Chinese authorities have pledged to increase the fiscal deficit during their annual parliamentary meeting in March, aiming to stimulate a sluggish economy. Despite these efforts, the Chinese 10-year government bond yield has remained relatively stable, trading around 1.64% over the past week. Long-term investors continue to favor high-yield stocks in China, as these investments offer more attractive returns compared to low-yield government bonds.
In 2024, China's economy expanded by only 4.2%, facing the downturn pressures of deflation and lower prices. Meanwhile, Citi economists have projected that U.S. tariffs will begin in the second quarter, incrementally rising by approximately 15 percentage points. These tariffs could potentially impact China's exports by 6% and reduce GDP growth by 1%.

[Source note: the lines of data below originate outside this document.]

/// Generate the checker for a resolved, validated model.
pub fn emit_checker<W: io::Write>(
    model: &Model,
    options: &EmitOptions,
    out: &mut W,
) -> Result<()> {
    let flat = model.flat_rules();
    debug!(rules = flat.len(), pack = options.pack, "emitting checker");

    let state_vars: Vec<&Decl> = model
        .decls
        .iter()
        .filter(|d| matches!(d.kind, DeclKind::Var { .. }))
        .collect();
    let state_uids: HashSet<NodeId> = state_vars.iter().map(|d| d.unique_id).collect();

    let mut gen = CheckerGenerator {
        w: Writer::new(out),
        pool: &model.pool,
        pack: options.pack,
        state_uids,
    };

    if !options.debug {
        writeln!(gen.w.out, "#define NDEBUG 1\n")?;
    }
    writeln!(gen.w.out, "{}", options.includes)?;

    writeln!(gen.w.out, "enum {{ SET_CAPACITY = {}ul }};\n", options.set_capacity)?;
    writeln!(
        gen.w.out,
        "enum {{ SET_EXPAND_THRESHOLD = {} }};\n",
        options.set_expand_threshold
    )?;
    writeln!(gen.w.out, "enum {{ THREADS = {}ul }};\n", options.threads)?;

    let mut state_bits = Int::zero();
    for d in &state_vars {
        if let DeclKind::Var { ty, .. } = &d.kind {
            state_bits = &state_bits + &gen.width_of(ty)?;
        }
    }
    writeln!(gen.w.out, "enum {{ STATE_SIZE_BITS = {}ul }};\n", state_bits)?;

    writeln!(gen.w.out, "{}", options.header)?;

    gen.layout(&state_vars)?;
    gen.constants(model)?;
    gen.rules(&flat)?;
    gen.tables(&flat)?;
    gen.counterexample_printer()?;
    gen.main_function(&flat)?;
    Ok(())
}

struct CheckerGenerator<'a, W: io::Write> {
    w: Writer<'a, W>,
    pool: &'a DeclPool,
    pack: bool,
    /// Unique ids of the model's state variables; identifiers resolving to
    /// one of these read and write through handles.
    state_uids: HashSet<NodeId>,
}
#[cfg(test)]
mod tests {
    use super::*;
    use crate::error::Error;
    use crate::expr::BinaryOp;
    use crate::traverse::{NodeRef, Preorder};

    fn num(v: i64) -> Expr {
        Expr::number(Int::from(v), Loc::dummy())
    }

    /// type state = enum { idle, busy };
    /// var s : state;
    /// var n : 0..3;
    /// rule "step" s = idle ==> begin s := busy; end
    fn sample_model() -> Model {
        let state_ty = TypeExpr::enumeration(
            vec![("idle".into(), Loc::dummy()), ("busy".into(), Loc::dummy())],
            Loc::dummy(),
        );
        let decls = vec![
            Decl::type_decl("state", state_ty, Loc::dummy()),
            Decl::var("s", TypeExpr::named("state", Loc::dummy()), false, Loc::dummy()),
            Decl::var("n", TypeExpr::range(num(0), num(3), Loc::dummy()), false, Loc::dummy()),
        ];
        let guard = Expr::binary(
            BinaryOp::Eq,
            Expr::id("s", Loc::dummy()),
            Expr::id("idle", Loc::dummy()),
            Loc::dummy(),
        );
        let body = vec![Stmt::assignment(
            Expr::id("s", Loc::dummy()),
            Expr::id("busy", Loc::dummy()),
            Loc::dummy(),
        )];
        let rules = vec![Rule::simple("step", Some(guard), vec![], body, Loc::dummy())];
        Model::new(decls, rules, Loc::dummy())
    }

    #[test]
    fn test_every_identifier_gets_a_back_link() {
        let mut m = sample_model();
        m.assign_ids();
        resolve(&mut m).unwrap();

        for node in Preorder::new(NodeRef::Model(&m)) {
            if let NodeRef::Expr(e) = node {
                if let ExprKind::Id { name, decl } = &e.kind {
                    let id = decl.unwrap_or_else(|| panic!("{} unresolved", name));
                    assert_eq!(m.pool.get(id).name, *name);
                }
            }
        }
    }

    #[test]
    fn test_enum_members_fold_to_their_index() {
        let mut m = sample_model();
        m.assign_ids();
        resolve(&mut m).unwrap();

        let mut idle = Expr::id("idle", Loc::dummy());
        let mut busy = Expr::id("busy", Loc::dummy());
        // bind through the pool the way the resolver left it
        for (id, d) in m.pool.iter() {
            if d.name == "idle" {
                if let ExprKind::Id { decl, .. } = &mut idle.kind {
                    *decl = Some(id);
                }
            }
            if d.name == "busy" {
                if let ExprKind::Id { decl, .. } = &mut busy.kind {
                    *decl = Some(id);
                }
            }
        }
        assert_eq!(idle.constant_fold(&m.pool).unwrap(), Int::from(0));
        assert_eq!(busy.constant_fold(&m.pool).unwrap(), Int::from(1));
        assert!(idle.is_boolean(&m.pool).is_ok());
    }

    #[test]
    fn test_named_type_resolves_to_structural_enum() {
        let mut m = sample_model();
        m.assign_ids();
        resolve(&mut m).unwrap();

        let DeclKind::Var { ty, .. } = &m.decls[1].kind else {
            panic!("expected var");
        };
        let resolved = ty.resolve(&m.pool).unwrap();
        assert!(matches!(resolved.kind, TypeExprKind::Enum { .. }));
    }

    #[test]
    fn test_unknown_symbol_aborts_resolution() {
        let mut m = Model::new(
            vec![Decl::constant(
                "c",
                None,
                Expr::id("missing", Loc::dummy()),
                Loc::dummy(),
            )],
            vec![],
            Loc::dummy(),
        );
        m.assign_ids();
        let err = resolve(&mut m).unwrap_err();
        assert!(matches!(err, Error::UnknownSymbol { .. }));
        assert_eq!(err.to_string(), "unknown symbol: missing");
    }

    #[test]
    fn test_duplicate_declaration_rejected() {
        let mut m = Model::new(
            vec![
                Decl::constant("c", None, num(1), Loc::dummy()),
                Decl::constant("c", None, num(2), Loc::dummy()),
            ],
            vec![],
            Loc::dummy(),
        );
        m.assign_ids();
        assert!(matches!(
            resolve(&mut m),
            Err(Error::DuplicateDeclaration { .. })
        ));
    }

    #[test]
    fn test_quantifier_shadows_outer_binding() {
        // const n = 1; ruleset n : 0..3 holds a rule referencing n
        let body_ref = Expr::binary(
            BinaryOp::Leq,
            Expr::id("n", Loc::dummy()),
            num(3),
            Loc::dummy(),
        );
        let inner = Rule::simple("r", Some(body_ref), vec![], vec![], Loc::dummy());
        let set = Rule::ruleset(
            vec![Quantifier::bounds("n", num(0), num(3), None, Loc::dummy())],
            vec![inner],
            Loc::dummy(),
        );
        let mut m = Model::new(
            vec![Decl::constant("n", None, num(1), Loc::dummy())],
            vec![set],
            Loc::dummy(),
        );
        m.assign_ids();
        resolve(&mut m).unwrap();

        // the guard's n must point at the quantifier's synthesized variable,
        // not the outer constant
        let RuleKind::Ruleset { rules } = &m.rules[0].kind else {
            panic!("expected ruleset");
        };
        let RuleKind::Simple { guard, .. } = &rules[0].kind else {
            panic!("expected simple rule");
        };
        let ExprKind::Binary { lhs, .. } = &guard.as_ref().unwrap().kind else {
            panic!("expected binary guard");
        };
        let ExprKind::Id { decl, .. } = &lhs.kind else {
            panic!("expected identifier");
        };
        let bound = m.pool.get(decl.unwrap());
        assert!(matches!(bound.kind, DeclKind::Var { readonly: true, .. }));
    }

    #[test]
    fn test_synthesized_ids_are_above_tree_ids() {
        let mut m = sample_model();
        m.assign_ids();
        let tree_max = m.max_unique_id();
        resolve(&mut m).unwrap();
        let mut seen = std::collections::HashSet::new();
        for (_, d) in m.pool.iter() {
            assert!(d.unique_id != 0);
            assert!(seen.insert(d.unique_id) || d.unique_id <= tree_max);
        }
        assert!(m.pool.iter().any(|(_, d)| d.unique_id > tree_max));
    }
}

Amid these challenges, mainland Chinese stocks have shown resilience, declining by only 6% during the recent market downturn. The People's Bank of China ceased its government bond purchases on January 10, responding to the persistent decline in the country's 10-year government bond yield. Citi analysts predict further decreases in these yields, driven by anticipated interest rate cuts and reserve ratio reductions.

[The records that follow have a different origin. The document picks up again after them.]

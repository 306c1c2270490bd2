//! Code-generation backends for the Modl modeling language.
//!
//! Three backends share the traversal and text scaffolding in this crate:
//! a plain C translation ([`emit_c`]), a self-contained explicit-state
//! checker ([`emit_checker`]), and an SMT encoding of expressions
//! ([`emit_smt`]). All of them are deterministic functions of a resolved,
//! validated tree.

pub mod c;
pub mod checker;
mod emitter;
pub mod logic;
pub mod smt;

pub use c::emit_c;
pub use checker::emit_checker;
pub use logic::Logic;
pub use smt::{emit_smt, translate};

use modl_ast::Loc;
use thiserror::Error;

/// A failure raised by one of the backends.
#[derive(Debug, Error)]
pub enum EmitError {
    #[error(transparent)]
    Ast(#[from] modl_ast::Error),

    #[error(transparent)]
    Io(#[from] std::io::Error),

    #[error("the {backend} backend cannot translate {construct}")]
    Unsupported {
        backend: &'static str,
        construct: &'static str,
        loc: Loc,
    },
}

/// Result type for the backends.
pub type Result<T> = std::result::Result<T, EmitError>;

/// Options shared by the emitter backends.
///
/// The `includes` and `header` blobs are owned by the front-end and spliced
/// verbatim into the generated checker; the library never reads them.
#[derive(Debug, Clone)]
pub struct EmitOptions {
    /// Bit-level state layout when true, byte-aligned otherwise.
    pub pack: bool,
    /// Worker threads baked into the generated checker.
    pub threads: usize,
    /// Initial capacity of the generated checker's seen set.
    pub set_capacity: usize,
    /// Occupancy percentage at which the seen set grows.
    pub set_expand_threshold: usize,
    /// Keep assertions in the generated checker.
    pub debug: bool,
    /// Include block written before the checker's compile-time constants.
    pub includes: String,
    /// Runtime support code written after the compile-time constants.
    pub header: String,
}

impl Default for EmitOptions {
    fn default() -> Self {
        Self {
            pack: true,
            threads: 1,
            set_capacity: 8 * 1024 * 1024,
            set_expand_threshold: 75,
            debug: false,
            includes: String::new(),
            header: String::new(),
        }
    }
}
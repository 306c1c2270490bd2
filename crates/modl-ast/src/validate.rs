//! The validation pass.

use crate::decl::DeclPool;
use crate::error::Result;
use crate::model::Model;
use crate::traverse::{NodeRef, Postorder};

/// Check every node's local contract, children before parents.
///
/// Runs after resolution. The first failure aborts the pass; validation does
/// not attempt recovery. A tree that validated once validates again.
pub fn validate(model: &Model) -> Result<()> {
    for node in Postorder::new(NodeRef::Model(model)) {
        validate_node(node, &model.pool)?;
    }
    Ok(())
}

fn validate_node(node: NodeRef<'_>, pool: &DeclPool) -> Result<()> {
    match node {
        NodeRef::Model(n) => n.validate(pool),
        NodeRef::Decl(n) => n.validate(pool),
        NodeRef::TypeExpr(n) => n.validate(pool),
        NodeRef::Expr(n) => n.validate(pool),
        NodeRef::Stmt(n) => n.validate(pool),
        NodeRef::Rule(n) => n.validate(pool),
        NodeRef::Quantifier(n) => n.validate(pool),
        NodeRef::Property(n) => n.validate(pool),
    }
}

#[cfg(test)]
mod tests {
    use super::*;
    use crate::decl::Decl;
    use crate::error::Error;
    use crate::expr::{BinaryOp, Expr};
    use crate::loc::Loc;
    use crate::number::Int;
    use crate::resolve::resolve;
    use crate::rule::Rule;
    use crate::stmt::Stmt;
    use crate::types::TypeExpr;

    fn num(v: i64) -> Expr {
        Expr::number(Int::from(v), Loc::dummy())
    }

    fn checked(mut model: Model) -> Result<Model> {
        model.assign_ids();
        resolve(&mut model)?;
        validate(&model)?;
        Ok(model)
    }

    #[test]
    fn test_well_formed_model_validates() {
        let m = Model::new(
            vec![
                Decl::constant("limit", None, num(3), Loc::dummy()),
                Decl::var(
                    "x",
                    TypeExpr::range(num(0), Expr::id("limit", Loc::dummy()), Loc::dummy()),
                    false,
                    Loc::dummy(),
                ),
            ],
            vec![Rule::simple(
                "bump",
                Some(Expr::binary(
                    BinaryOp::Lt,
                    Expr::id("x", Loc::dummy()),
                    num(3),
                    Loc::dummy(),
                )),
                vec![],
                vec![Stmt::assignment(
                    Expr::id("x", Loc::dummy()),
                    Expr::binary(
                        BinaryOp::Add,
                        Expr::id("x", Loc::dummy()),
                        num(1),
                        Loc::dummy(),
                    ),
                    Loc::dummy(),
                )],
                Loc::dummy(),
            )],
            Loc::dummy(),
        );
        checked(m).unwrap();
    }

    #[test]
    fn test_validation_is_idempotent() {
        let m = checked(Model::new(
            vec![Decl::constant("n", None, num(1), Loc::dummy())],
            vec![],
            Loc::dummy(),
        ))
        .unwrap();
        validate(&m).unwrap();
        validate(&m).unwrap();
    }

    #[test]
    fn test_non_boolean_guard_is_rejected() {
        let m = Model::new(
            vec![Decl::var(
                "x",
                TypeExpr::range(num(0), num(3), Loc::dummy()),
                false,
                Loc::dummy(),
            )],
            vec![Rule::simple(
                "broken",
                Some(num(1)),
                vec![],
                vec![],
                Loc::dummy(),
            )],
            Loc::dummy(),
        );
        assert!(matches!(checked(m), Err(Error::TypeMismatch { .. })));
    }

    #[test]
    fn test_assignment_to_constant_is_rejected() {
        let m = Model::new(
            vec![Decl::constant("k", None, num(1), Loc::dummy())],
            vec![Rule::start_state(
                "init",
                vec![],
                vec![Stmt::assignment(
                    Expr::id("k", Loc::dummy()),
                    num(2),
                    Loc::dummy(),
                )],
                Loc::dummy(),
            )],
            Loc::dummy(),
        );
        assert!(matches!(checked(m), Err(Error::NotAnLvalue { .. })));
    }

    #[test]
    fn test_non_constant_const_is_rejected() {
        let m = Model::new(
            vec![
                Decl::var(
                    "x",
                    TypeExpr::range(num(0), num(3), Loc::dummy()),
                    false,
                    Loc::dummy(),
                ),
                Decl::constant("c", None, Expr::id("x", Loc::dummy()), Loc::dummy()),
            ],
            vec![],
            Loc::dummy(),
        );
        assert!(matches!(checked(m), Err(Error::NonConstantConst { .. })));
    }

    #[test]
    fn test_return_with_value_in_procedure_is_rejected() {
        let m = Model::new(
            vec![Decl::function(
                "p",
                vec![],
                None,
                vec![],
                vec![Stmt::return_stmt(Some(num(5)), Loc::dummy())],
                Loc::dummy(),
            )],
            vec![],
            Loc::dummy(),
        );
        let err = checked(m).unwrap_err();
        assert_eq!(
            err.to_string(),
            "statement returns a value from a procedure"
        );
    }
}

"Yield plays in the A-share market have become more attractive amid the government bond yield drop," – Citi China equity strategists
In this environment, banks and home appliance stocks have demonstrated yields ranging from 4% to 6%, significantly surpassing the sub-2% government bond yield benchmark. If the U.S. and China reach an agreement to gradually implement tariff hikes, Citi analysts foresee a short-term stock rally in March.
The Hong Kong Hang Seng Index has experienced a more than 8% decline between early December and mid-January, influenced by rising U.S. Treasury yields. Nevertheless, China's GDP grew by 5% in 2024, aligning with government targets. According to Citi China equity strategists, the current yield environment has rendered high-yield stocks more attractive compared to government bonds.

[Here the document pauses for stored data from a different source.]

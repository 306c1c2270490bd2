//! Rules, start states, property rules, and the flattener.

use crate::decl::{check_rule_returns, Decl, DeclPool};
use crate::error::{Error, Result};
use crate::expr::{Expr, Quantifier};
use crate::loc::Loc;
use crate::property::Property;
use crate::stmt::Stmt;
use crate::NodeId;
use tracing::debug;

/// A rule. The quantifier and alias vectors are shared by every kind; the
/// flattener prepends enclosing rulesets' quantifiers and alias-rules'
/// aliases into them.
#[derive(Debug, Clone)]
pub struct Rule {
    pub loc: Loc,
    pub unique_id: NodeId,
    pub name: String,
    pub quantifiers: Vec<Quantifier>,
    pub aliases: Vec<Decl>,
    pub kind: RuleKind,
}

/// The kind of rule.
#[derive(Debug, Clone)]
pub enum RuleKind {
    /// Named guarded transition.
    Simple {
        guard: Option<Expr>,
        decls: Vec<Decl>,
        body: Vec<Stmt>,
    },
    /// Guardless initializer.
    StartState { decls: Vec<Decl>, body: Vec<Stmt> },
    /// Invariant or liveness property.
    Property(Property),
    /// Inner rules replicated across quantifiers.
    Ruleset { rules: Vec<Rule> },
    /// Inner rules sharing expression aliases.
    AliasRule { rules: Vec<Rule> },
}

impl Rule {
    pub fn simple(
        name: impl Into<String>,
        guard: Option<Expr>,
        decls: Vec<Decl>,
        body: Vec<Stmt>,
        loc: Loc,
    ) -> Self {
        Self {
            loc,
            unique_id: 0,
            name: name.into(),
            quantifiers: Vec::new(),
            aliases: Vec::new(),
            kind: RuleKind::Simple { guard, decls, body },
        }
    }

    pub fn start_state(
        name: impl Into<String>,
        decls: Vec<Decl>,
        body: Vec<Stmt>,
        loc: Loc,
    ) -> Self {
        Self {
            loc,
            unique_id: 0,
            name: name.into(),
            quantifiers: Vec::new(),
            aliases: Vec::new(),
            kind: RuleKind::StartState { decls, body },
        }
    }

    pub fn property(name: impl Into<String>, property: Property, loc: Loc) -> Self {
        Self {
            loc,
            unique_id: 0,
            name: name.into(),
            quantifiers: Vec::new(),
            aliases: Vec::new(),
            kind: RuleKind::Property(property),
        }
    }

    pub fn ruleset(quantifiers: Vec<Quantifier>, rules: Vec<Rule>, loc: Loc) -> Self {
        Self {
            loc,
            unique_id: 0,
            name: String::new(),
            quantifiers,
            aliases: Vec::new(),
            kind: RuleKind::Ruleset { rules },
        }
    }

    pub fn alias_rule(aliases: Vec<Decl>, rules: Vec<Rule>, loc: Loc) -> Self {
        Self {
            loc,
            unique_id: 0,
            name: String::new(),
            quantifiers: Vec::new(),
            aliases,
            kind: RuleKind::AliasRule { rules },
        }
    }

    /// Expand ruleset and alias-rule nesting into a flat list of simple,
    /// start-state, and property rules.
    ///
    /// Enclosing quantifiers and aliases are prepended to each produced
    /// rule, outermost first; produced order follows a pre-order walk. The
    /// receiver is left untouched.
    pub fn flatten(&self) -> Vec<Rule> {
        match &self.kind {
            RuleKind::Ruleset { rules } => {
                let mut flat = Vec::new();
                for rule in rules {
                    for mut f in rule.flatten() {
                        f.quantifiers.splice(0..0, self.quantifiers.iter().cloned());
                        flat.push(f);
                    }
                }
                flat
            }
            RuleKind::AliasRule { rules } => {
                let mut flat = Vec::new();
                for rule in rules {
                    for mut f in rule.flatten() {
                        f.aliases.splice(0..0, self.aliases.iter().cloned());
                        flat.push(f);
                    }
                }
                flat
            }
            _ => vec![self.clone()],
        }
    }

    /// Local contract checks; children are validated by the pass.
    pub fn validate(&self, pool: &DeclPool) -> Result<()> {
        match &self.kind {
            RuleKind::Simple { guard, body, .. } => {
                if let Some(guard) = guard {
                    if !guard.is_boolean(pool)? {
                        return Err(Error::TypeMismatch {
                            message: format!("guard of rule {} is not a boolean", self.name),
                            loc: guard.loc.clone(),
                        });
                    }
                }
                check_rule_returns(body)
            }
            RuleKind::StartState { body, .. } => check_rule_returns(body),
            RuleKind::Property(_) | RuleKind::Ruleset { .. } | RuleKind::AliasRule { .. } => Ok(()),
        }
    }
}

/// Flatten a whole rule list, preserving pre-order.
pub(crate) fn flatten_all(rules: &[Rule]) -> Vec<Rule> {
    let flat: Vec<Rule> = rules.iter().flat_map(Rule::flatten).collect();
    debug!(nested = rules.len(), flat = flat.len(), "flattened rules");
    flat
}

impl PartialEq for Rule {
    fn eq(&self, other: &Self) -> bool {
        self.name == other.name
            && self.quantifiers == other.quantifiers
            && self.aliases == other.aliases
            && self.kind == other.kind
    }
}

impl Eq for Rule {}

impl PartialEq for RuleKind {
    fn eq(&self, other: &Self) -> bool {
        use RuleKind::*;
        match (self, other) {
            (
                Simple {
                    guard: g1,
                    decls: d1,
                    body: b1,
                },
                Simple {
                    guard: g2,
                    decls: d2,
                    body: b2,
                },
            ) => g1 == g2 && d1 == d2 && b1 == b2,
            (
                StartState {
                    decls: d1,
                    body: b1,
                },
                StartState {
                    decls: d2,
                    body: b2,
                },
            ) => d1 == d2 && b1 == b2,
            (Property(a), Property(b)) => a == b,
            (Ruleset { rules: a }, Ruleset { rules: b })
            | (AliasRule { rules: a }, AliasRule { rules: b }) => a == b,
            _ => false,
        }
    }
}

impl Eq for RuleKind {}

#[cfg(test)]
mod tests {
    use super::*;
    use crate::number::Int;

    fn num(v: i64) -> Expr {
        Expr::number(Int::from(v), Loc::dummy())
    }

    fn quant(name: &str, lo: i64, hi: i64) -> Quantifier {
        Quantifier::bounds(name, num(lo), num(hi), None, Loc::dummy())
    }

    #[test]
    fn test_flatten_nested_rulesets_prepends_outer_first() {
        // ruleset i : 1..2 do ruleset j : 0..1 do rule "r" ==> end end end
        let inner_rule = Rule::simple("r", None, vec![], vec![], Loc::dummy());
        let inner = Rule::ruleset(vec![quant("j", 0, 1)], vec![inner_rule], Loc::dummy());
        let outer = Rule::ruleset(vec![quant("i", 1, 2)], vec![inner], Loc::dummy());

        let flat = outer.flatten();
        assert_eq!(flat.len(), 1);
        let rule = &flat[0];
        assert!(matches!(rule.kind, RuleKind::Simple { .. }));
        assert_eq!(rule.name, "r");
        assert_eq!(rule.quantifiers.len(), 2);
        assert_eq!(rule.quantifiers[0].name, "i");
        assert_eq!(rule.quantifiers[1].name, "j");
    }

    #[test]
    fn test_flatten_preserves_rule_count() {
        let a = Rule::simple("a", None, vec![], vec![], Loc::dummy());
        let b = Rule::start_state("b", vec![], vec![], Loc::dummy());
        let set = Rule::ruleset(vec![quant("i", 0, 3)], vec![a, b], Loc::dummy());
        let flat = set.flatten();
        assert_eq!(flat.len(), 2);
        assert_eq!(flat[0].name, "a");
        assert_eq!(flat[1].name, "b");
        assert!(flat
            .iter()
            .all(|r| !matches!(r.kind, RuleKind::Ruleset { .. } | RuleKind::AliasRule { .. })));
    }

    #[test]
    fn test_alias_rule_prepends_aliases() {
        let alias = Decl::alias("cell", Expr::id("grid", Loc::dummy()), Loc::dummy());
        let inner = Rule::simple("r", None, vec![], vec![], Loc::dummy());
        let ar = Rule::alias_rule(vec![alias.clone()], vec![inner], Loc::dummy());
        let flat = ar.flatten();
        assert_eq!(flat.len(), 1);
        assert_eq!(flat[0].aliases.len(), 1);
        assert_eq!(flat[0].aliases[0].name, "cell");
    }

    #[test]
    fn test_flatten_is_pure() {
        let inner = Rule::simple("r", None, vec![], vec![], Loc::dummy());
        let set = Rule::ruleset(vec![quant("i", 0, 1)], vec![inner], Loc::dummy());
        let before = set.clone();
        let _ = set.flatten();
        assert_eq!(set, before);
    }

    #[test]
    fn test_rule_body_must_not_return_a_value() {
        let pool = DeclPool::new();
        let body = vec![Stmt::return_stmt(Some(num(5)), Loc::dummy())];
        let rule = Rule::simple("r", None, vec![], body, Loc::dummy());
        assert!(matches!(
            rule.validate(&pool),
            Err(Error::ReturnValueFromRule { .. })
        ));
    }
}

"But this is unlikely to alter the deflationary outlook in China or resolve structural issues," – Citi analysts
Citi's top mainland Chinese stock picks by yield include Shanghai-listed electric bus company Yutong Bus and two Shenzhen-listed firms: Gree Electric Appliances and Ping An Bank. These selections reflect the growing appeal of high dividend yield bank stocks to investors in light of the current bond yield landscape.
"High dividend yield bank stocks will become more attractive to investors," – Citi analysts
As Chinese authorities aim to navigate economic challenges through fiscal adjustments and strategic investment opportunities, their decisions will have significant implications for both domestic and international markets.